TASK OBJECTIVE: Only one stretch of the data below is needed. Output the lines from the one with "filename server/src/config.rs" up to and including the one with "const DEFAULT_CLEANUP_DAYS: u32 = 30;", exactly as they stand.

MATERIAL SUPPLIED:
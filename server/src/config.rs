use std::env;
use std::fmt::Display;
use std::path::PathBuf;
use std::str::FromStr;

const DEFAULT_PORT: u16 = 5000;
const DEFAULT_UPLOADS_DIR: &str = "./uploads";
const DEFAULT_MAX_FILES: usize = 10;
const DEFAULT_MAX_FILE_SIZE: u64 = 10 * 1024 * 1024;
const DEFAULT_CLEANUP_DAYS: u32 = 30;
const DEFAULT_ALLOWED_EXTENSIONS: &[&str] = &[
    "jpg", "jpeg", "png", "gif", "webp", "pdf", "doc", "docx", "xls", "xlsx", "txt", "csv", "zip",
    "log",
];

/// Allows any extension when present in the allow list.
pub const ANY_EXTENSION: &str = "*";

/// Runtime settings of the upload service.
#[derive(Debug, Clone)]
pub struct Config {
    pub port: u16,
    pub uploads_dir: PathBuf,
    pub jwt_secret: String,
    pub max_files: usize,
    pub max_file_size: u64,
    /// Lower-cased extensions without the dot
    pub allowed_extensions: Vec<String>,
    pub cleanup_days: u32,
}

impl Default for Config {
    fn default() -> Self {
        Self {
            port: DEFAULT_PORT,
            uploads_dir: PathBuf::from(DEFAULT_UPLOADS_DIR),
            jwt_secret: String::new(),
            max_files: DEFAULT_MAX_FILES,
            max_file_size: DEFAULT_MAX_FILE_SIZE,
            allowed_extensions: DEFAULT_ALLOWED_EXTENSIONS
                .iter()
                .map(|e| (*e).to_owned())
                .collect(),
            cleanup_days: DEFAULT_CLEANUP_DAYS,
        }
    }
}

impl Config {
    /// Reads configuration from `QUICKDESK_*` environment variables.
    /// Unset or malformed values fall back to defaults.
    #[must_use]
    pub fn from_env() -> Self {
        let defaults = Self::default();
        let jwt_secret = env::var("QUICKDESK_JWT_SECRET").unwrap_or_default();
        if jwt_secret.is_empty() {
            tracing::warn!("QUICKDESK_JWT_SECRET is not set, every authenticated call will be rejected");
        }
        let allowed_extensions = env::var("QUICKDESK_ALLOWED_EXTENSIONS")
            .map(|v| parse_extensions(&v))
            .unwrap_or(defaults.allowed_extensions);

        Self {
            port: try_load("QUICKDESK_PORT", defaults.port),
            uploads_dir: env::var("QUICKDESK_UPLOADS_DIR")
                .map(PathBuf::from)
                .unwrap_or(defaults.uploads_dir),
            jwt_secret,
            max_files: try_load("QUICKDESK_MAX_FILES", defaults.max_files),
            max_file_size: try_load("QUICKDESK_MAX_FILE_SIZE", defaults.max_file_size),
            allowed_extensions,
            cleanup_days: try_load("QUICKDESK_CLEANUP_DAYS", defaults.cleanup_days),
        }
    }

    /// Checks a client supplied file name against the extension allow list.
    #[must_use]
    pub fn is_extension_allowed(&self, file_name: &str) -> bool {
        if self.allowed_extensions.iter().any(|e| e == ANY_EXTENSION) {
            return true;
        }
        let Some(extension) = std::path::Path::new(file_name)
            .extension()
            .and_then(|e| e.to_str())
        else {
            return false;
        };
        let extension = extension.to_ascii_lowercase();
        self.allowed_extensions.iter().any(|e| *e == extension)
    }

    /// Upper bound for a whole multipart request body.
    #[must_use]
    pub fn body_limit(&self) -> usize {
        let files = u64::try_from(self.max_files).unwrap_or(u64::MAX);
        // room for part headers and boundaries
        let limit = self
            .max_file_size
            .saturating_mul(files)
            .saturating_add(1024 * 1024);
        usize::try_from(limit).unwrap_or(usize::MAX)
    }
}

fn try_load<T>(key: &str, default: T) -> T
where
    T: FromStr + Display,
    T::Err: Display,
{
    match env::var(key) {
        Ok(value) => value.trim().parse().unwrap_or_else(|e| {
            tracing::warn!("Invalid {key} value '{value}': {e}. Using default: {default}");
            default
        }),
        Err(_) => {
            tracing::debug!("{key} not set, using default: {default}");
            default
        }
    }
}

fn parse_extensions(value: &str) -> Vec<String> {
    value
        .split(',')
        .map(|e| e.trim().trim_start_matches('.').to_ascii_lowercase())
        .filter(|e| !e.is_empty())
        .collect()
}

---

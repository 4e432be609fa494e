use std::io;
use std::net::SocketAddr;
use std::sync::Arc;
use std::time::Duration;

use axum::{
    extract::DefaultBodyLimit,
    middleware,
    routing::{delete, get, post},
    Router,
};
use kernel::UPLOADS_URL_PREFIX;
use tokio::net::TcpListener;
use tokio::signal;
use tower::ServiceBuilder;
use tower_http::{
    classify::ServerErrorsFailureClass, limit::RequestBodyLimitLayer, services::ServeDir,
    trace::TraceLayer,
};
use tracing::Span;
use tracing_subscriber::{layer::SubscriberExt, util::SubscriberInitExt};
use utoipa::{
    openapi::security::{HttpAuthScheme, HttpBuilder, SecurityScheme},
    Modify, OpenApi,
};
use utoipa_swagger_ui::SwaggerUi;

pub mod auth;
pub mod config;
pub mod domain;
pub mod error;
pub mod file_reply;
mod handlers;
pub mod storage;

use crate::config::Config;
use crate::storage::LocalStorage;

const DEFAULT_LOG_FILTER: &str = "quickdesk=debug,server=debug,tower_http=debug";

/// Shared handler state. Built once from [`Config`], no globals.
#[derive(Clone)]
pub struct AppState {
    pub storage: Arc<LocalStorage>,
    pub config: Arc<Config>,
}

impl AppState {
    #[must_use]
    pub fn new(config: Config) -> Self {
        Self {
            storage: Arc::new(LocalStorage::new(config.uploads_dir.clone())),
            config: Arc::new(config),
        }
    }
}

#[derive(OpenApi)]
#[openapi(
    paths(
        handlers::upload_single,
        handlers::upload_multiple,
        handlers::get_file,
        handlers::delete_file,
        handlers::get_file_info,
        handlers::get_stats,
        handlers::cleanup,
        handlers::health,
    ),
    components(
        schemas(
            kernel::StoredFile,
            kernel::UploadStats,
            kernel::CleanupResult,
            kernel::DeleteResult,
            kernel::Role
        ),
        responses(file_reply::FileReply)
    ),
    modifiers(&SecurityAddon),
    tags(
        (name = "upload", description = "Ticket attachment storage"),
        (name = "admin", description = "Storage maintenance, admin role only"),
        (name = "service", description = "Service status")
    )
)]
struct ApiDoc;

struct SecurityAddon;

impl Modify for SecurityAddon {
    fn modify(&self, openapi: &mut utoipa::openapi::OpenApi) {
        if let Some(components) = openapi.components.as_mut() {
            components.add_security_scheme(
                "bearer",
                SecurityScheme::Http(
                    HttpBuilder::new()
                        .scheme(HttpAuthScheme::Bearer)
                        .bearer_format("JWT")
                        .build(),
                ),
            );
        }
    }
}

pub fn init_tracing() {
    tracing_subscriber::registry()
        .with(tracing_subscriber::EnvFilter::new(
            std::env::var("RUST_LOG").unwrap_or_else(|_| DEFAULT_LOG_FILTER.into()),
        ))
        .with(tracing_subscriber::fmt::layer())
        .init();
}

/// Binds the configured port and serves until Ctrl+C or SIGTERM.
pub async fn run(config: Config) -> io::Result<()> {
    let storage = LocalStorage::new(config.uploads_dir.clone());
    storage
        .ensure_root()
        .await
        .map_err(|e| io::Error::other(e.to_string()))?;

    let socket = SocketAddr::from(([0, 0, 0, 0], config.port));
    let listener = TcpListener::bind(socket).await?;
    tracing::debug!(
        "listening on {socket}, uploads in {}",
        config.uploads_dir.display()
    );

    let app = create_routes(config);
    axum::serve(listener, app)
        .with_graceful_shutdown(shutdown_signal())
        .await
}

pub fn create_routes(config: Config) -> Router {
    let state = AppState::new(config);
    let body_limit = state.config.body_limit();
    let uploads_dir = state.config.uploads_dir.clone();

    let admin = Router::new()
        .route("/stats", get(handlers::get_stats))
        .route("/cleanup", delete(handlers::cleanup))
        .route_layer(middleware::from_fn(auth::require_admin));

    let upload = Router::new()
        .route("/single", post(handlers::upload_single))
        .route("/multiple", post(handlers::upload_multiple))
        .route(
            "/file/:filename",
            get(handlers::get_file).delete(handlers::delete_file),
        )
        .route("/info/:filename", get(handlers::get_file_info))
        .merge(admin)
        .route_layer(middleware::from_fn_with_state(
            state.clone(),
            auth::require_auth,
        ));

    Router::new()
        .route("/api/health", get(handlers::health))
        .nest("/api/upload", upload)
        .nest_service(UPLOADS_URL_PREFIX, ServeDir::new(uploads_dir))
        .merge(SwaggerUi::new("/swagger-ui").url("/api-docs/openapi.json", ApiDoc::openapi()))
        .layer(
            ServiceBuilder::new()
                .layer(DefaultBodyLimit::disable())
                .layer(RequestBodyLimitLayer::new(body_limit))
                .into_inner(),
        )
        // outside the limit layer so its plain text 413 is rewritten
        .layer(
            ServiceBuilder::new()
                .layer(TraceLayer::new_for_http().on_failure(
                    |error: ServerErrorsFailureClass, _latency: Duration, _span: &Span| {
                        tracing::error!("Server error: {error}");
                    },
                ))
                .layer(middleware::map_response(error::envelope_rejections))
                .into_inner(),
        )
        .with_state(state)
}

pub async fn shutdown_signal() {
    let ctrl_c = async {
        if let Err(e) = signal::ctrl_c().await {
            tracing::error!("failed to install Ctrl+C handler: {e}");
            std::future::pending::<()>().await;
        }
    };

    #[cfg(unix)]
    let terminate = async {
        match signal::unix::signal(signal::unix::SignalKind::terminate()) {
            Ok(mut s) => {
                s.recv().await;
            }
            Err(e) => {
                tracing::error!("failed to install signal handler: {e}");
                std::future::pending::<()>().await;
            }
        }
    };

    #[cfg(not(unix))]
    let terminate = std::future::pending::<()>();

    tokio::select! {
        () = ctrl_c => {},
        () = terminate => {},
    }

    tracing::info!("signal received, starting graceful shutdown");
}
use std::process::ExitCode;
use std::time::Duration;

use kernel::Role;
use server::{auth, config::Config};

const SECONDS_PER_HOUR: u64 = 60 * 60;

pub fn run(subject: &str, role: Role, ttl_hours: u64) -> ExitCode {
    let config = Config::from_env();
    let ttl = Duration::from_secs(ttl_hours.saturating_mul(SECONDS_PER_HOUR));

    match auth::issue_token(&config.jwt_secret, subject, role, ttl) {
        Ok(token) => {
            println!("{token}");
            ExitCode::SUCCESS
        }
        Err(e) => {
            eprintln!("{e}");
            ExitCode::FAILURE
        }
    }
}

...

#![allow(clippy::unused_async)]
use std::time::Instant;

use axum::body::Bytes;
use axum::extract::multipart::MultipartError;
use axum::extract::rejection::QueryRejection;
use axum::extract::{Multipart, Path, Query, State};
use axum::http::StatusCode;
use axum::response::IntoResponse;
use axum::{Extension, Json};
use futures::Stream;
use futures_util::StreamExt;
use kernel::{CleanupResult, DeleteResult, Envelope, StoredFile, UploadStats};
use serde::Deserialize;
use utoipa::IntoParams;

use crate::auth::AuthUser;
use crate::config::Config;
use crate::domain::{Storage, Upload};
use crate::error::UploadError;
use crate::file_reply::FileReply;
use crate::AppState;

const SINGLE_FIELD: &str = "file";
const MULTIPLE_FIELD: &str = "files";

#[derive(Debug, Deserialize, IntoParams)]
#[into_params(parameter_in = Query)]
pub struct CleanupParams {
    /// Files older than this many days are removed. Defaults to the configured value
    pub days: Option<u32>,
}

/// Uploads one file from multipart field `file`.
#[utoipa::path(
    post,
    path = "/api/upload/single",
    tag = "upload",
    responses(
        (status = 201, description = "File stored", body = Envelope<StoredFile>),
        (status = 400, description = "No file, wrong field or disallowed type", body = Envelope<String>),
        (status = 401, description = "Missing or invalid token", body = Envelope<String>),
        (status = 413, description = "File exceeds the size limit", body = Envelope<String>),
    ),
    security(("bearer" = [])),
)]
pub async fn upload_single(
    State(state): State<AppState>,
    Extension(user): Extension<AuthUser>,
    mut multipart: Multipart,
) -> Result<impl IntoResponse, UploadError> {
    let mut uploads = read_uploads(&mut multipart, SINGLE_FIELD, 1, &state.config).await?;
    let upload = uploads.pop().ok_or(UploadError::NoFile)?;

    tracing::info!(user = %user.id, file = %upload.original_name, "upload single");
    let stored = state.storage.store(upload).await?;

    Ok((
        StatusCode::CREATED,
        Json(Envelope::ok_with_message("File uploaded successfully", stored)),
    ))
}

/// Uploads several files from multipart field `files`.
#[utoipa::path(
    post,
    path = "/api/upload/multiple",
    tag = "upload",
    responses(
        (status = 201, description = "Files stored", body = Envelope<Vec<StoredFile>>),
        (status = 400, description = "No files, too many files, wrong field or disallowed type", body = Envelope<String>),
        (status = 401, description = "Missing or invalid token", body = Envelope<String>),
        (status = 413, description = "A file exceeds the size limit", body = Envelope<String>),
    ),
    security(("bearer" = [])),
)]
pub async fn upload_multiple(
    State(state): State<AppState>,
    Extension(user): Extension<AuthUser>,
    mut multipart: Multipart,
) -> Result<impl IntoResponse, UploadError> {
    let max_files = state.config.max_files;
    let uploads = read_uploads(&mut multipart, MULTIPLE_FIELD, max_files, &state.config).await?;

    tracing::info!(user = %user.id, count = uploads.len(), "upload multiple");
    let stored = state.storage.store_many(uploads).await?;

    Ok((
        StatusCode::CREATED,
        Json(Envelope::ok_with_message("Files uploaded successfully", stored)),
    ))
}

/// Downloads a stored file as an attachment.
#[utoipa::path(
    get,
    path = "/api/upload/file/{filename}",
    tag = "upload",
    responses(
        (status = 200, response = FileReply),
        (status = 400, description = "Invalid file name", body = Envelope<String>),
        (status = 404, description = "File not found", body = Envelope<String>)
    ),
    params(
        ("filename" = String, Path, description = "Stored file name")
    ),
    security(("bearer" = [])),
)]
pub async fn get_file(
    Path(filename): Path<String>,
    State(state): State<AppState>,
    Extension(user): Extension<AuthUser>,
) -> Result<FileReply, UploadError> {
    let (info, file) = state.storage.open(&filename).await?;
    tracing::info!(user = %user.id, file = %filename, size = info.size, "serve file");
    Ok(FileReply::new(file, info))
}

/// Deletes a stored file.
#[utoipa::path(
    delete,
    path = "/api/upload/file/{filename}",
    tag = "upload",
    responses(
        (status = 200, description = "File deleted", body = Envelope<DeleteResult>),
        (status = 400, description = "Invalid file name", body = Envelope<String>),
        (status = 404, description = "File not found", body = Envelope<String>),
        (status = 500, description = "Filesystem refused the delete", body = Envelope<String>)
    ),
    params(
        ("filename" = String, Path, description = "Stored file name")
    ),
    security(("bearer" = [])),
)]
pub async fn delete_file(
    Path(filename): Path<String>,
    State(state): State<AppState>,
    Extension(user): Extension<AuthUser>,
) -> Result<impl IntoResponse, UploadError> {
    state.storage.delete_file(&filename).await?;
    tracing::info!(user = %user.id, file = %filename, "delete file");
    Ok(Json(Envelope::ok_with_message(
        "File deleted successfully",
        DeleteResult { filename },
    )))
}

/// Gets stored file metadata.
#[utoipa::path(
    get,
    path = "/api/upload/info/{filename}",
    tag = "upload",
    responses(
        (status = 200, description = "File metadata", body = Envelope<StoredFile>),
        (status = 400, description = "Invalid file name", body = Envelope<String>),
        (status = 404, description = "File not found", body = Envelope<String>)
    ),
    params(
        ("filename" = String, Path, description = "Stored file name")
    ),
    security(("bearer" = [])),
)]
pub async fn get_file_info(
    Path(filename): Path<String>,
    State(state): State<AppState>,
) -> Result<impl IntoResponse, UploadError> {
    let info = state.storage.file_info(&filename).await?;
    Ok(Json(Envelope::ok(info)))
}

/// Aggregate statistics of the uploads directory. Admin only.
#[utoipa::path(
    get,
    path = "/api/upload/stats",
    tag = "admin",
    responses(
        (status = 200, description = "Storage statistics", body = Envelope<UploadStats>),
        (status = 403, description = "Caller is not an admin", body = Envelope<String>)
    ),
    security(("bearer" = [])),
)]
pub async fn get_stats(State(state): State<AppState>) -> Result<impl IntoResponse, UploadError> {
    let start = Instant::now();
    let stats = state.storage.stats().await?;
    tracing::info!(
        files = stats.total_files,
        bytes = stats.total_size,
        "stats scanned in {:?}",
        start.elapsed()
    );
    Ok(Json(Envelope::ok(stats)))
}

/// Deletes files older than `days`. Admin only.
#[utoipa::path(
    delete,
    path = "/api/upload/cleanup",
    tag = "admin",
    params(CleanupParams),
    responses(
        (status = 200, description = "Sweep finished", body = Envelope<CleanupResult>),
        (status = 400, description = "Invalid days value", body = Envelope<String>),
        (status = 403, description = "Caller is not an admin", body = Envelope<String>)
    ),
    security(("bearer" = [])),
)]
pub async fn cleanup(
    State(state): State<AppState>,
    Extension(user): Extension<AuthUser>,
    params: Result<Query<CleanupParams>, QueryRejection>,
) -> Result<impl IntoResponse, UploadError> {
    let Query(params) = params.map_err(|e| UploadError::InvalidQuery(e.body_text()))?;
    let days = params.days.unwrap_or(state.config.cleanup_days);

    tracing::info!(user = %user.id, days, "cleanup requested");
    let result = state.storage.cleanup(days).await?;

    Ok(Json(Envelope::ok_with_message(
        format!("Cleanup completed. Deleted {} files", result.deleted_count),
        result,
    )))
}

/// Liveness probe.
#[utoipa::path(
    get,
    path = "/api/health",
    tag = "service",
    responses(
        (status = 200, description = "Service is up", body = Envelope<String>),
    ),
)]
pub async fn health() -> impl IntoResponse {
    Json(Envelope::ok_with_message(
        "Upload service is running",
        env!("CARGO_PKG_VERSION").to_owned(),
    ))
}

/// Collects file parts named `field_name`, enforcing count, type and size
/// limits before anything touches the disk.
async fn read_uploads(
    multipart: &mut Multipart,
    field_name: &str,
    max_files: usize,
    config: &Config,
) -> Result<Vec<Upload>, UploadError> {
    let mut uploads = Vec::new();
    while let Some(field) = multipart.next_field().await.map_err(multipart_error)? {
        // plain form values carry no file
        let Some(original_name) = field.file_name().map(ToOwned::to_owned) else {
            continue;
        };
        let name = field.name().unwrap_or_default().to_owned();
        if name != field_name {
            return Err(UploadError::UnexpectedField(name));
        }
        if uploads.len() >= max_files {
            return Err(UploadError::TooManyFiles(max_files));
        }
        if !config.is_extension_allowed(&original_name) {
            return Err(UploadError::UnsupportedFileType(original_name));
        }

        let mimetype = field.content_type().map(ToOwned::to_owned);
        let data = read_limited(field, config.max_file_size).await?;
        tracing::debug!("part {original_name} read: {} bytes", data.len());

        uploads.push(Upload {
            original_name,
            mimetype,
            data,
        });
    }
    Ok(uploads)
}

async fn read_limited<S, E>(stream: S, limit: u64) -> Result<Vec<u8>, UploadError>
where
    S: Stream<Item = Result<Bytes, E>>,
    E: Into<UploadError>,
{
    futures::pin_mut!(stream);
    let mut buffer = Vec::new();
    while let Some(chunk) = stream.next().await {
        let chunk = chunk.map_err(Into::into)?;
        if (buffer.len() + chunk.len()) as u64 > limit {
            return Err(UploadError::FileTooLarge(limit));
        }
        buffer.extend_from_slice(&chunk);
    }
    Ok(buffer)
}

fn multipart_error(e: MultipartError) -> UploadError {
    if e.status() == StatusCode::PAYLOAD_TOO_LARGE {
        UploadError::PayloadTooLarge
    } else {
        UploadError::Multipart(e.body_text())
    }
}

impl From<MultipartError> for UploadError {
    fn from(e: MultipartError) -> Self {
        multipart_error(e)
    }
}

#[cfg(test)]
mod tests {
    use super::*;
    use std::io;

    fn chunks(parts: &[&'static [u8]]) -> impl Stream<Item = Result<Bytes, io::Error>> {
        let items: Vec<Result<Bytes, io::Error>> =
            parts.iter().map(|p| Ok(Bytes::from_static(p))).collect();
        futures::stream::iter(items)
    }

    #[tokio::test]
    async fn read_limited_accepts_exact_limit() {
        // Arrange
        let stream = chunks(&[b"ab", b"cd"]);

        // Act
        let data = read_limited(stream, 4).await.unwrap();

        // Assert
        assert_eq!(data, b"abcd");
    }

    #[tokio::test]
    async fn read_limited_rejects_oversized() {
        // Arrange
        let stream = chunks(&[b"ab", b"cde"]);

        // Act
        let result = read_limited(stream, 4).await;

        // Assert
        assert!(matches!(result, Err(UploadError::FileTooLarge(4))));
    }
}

ANSWER TO THIS TASK:
filename server/src/config.rs
use std::env;
use std::fmt::Display;
use std::path::PathBuf;
use std::str::FromStr;

const DEFAULT_PORT: u16 = 5000;
const DEFAULT_UPLOADS_DIR: &str = "./uploads";
const DEFAULT_MAX_FILES: usize = 10;
const DEFAULT_MAX_FILE_SIZE: u64 = 10 * 1024 * 1024;
const DEFAULT_CLEANUP_DAYS: u32 = 30;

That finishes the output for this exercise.